AIM OF THE TASK. The word "CommandLong" may appear in some lines of the data; copy every such line.

Stored data.
************
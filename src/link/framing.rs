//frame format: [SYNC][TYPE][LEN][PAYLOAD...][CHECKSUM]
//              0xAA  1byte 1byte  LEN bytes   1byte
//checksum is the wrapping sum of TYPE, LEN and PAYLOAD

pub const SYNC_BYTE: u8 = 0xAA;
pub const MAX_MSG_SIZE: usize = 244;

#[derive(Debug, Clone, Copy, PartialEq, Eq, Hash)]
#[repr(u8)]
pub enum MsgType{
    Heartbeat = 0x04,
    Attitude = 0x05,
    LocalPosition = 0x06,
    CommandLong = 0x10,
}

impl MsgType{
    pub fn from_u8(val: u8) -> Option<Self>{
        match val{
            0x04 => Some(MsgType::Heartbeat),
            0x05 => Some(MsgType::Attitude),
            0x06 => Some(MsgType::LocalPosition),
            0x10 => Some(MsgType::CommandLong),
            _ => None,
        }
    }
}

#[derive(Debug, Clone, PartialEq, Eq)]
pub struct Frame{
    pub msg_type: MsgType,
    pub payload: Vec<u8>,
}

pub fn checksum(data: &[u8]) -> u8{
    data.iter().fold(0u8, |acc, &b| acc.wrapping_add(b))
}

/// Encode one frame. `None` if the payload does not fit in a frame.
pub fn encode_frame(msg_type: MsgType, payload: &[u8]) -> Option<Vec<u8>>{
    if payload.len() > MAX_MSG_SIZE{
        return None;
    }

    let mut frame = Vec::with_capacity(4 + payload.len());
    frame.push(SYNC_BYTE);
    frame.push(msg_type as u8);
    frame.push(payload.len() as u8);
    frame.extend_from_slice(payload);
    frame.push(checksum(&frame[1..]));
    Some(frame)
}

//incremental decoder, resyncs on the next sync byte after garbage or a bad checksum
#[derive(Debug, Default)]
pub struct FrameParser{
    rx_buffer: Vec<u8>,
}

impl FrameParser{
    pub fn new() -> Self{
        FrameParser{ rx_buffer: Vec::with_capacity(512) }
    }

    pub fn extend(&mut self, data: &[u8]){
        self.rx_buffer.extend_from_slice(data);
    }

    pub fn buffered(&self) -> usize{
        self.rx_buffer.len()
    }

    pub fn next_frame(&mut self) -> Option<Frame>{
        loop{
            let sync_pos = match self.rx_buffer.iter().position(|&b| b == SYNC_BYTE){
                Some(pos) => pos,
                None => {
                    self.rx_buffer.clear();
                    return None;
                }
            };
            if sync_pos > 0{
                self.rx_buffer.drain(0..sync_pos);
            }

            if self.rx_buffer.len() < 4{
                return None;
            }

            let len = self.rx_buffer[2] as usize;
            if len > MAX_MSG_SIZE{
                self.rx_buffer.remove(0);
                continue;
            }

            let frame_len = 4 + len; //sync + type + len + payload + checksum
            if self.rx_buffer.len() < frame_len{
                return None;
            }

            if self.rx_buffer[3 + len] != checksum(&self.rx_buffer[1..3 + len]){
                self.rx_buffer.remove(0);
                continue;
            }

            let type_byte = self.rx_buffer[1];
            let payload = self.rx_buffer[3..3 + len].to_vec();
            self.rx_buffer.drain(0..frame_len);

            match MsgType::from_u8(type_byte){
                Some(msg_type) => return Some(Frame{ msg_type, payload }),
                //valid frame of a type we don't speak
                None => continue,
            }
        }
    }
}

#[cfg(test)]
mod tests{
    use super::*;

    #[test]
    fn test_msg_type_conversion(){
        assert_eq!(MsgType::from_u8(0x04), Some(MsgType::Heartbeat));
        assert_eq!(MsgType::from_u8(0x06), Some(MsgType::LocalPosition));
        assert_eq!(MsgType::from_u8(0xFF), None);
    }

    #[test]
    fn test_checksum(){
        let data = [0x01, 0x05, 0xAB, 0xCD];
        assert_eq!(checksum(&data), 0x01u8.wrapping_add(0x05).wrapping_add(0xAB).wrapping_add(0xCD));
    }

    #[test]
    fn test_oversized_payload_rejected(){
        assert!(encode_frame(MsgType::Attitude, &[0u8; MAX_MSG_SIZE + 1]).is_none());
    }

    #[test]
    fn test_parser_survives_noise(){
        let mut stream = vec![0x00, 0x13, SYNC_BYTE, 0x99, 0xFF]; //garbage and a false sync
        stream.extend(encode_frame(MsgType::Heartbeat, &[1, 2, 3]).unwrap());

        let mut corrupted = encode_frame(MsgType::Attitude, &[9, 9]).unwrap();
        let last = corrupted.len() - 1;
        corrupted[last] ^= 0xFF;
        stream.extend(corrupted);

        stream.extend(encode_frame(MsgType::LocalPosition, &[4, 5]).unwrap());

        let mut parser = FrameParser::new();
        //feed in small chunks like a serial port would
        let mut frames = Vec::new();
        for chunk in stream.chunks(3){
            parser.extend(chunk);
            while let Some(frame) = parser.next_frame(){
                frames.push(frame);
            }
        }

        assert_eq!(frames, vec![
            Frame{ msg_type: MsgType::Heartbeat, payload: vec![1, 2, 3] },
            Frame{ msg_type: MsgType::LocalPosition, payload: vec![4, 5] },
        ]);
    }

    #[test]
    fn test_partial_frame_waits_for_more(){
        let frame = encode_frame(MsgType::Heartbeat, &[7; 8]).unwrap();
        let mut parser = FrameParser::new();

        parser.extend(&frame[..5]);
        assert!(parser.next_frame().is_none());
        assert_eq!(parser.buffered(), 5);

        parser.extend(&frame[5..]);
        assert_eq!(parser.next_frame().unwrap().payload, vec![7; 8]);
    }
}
************
RESULT FOR THIS EXERCISE.
    CommandLong = 0x10,
            0x10 => Some(MsgType::CommandLong),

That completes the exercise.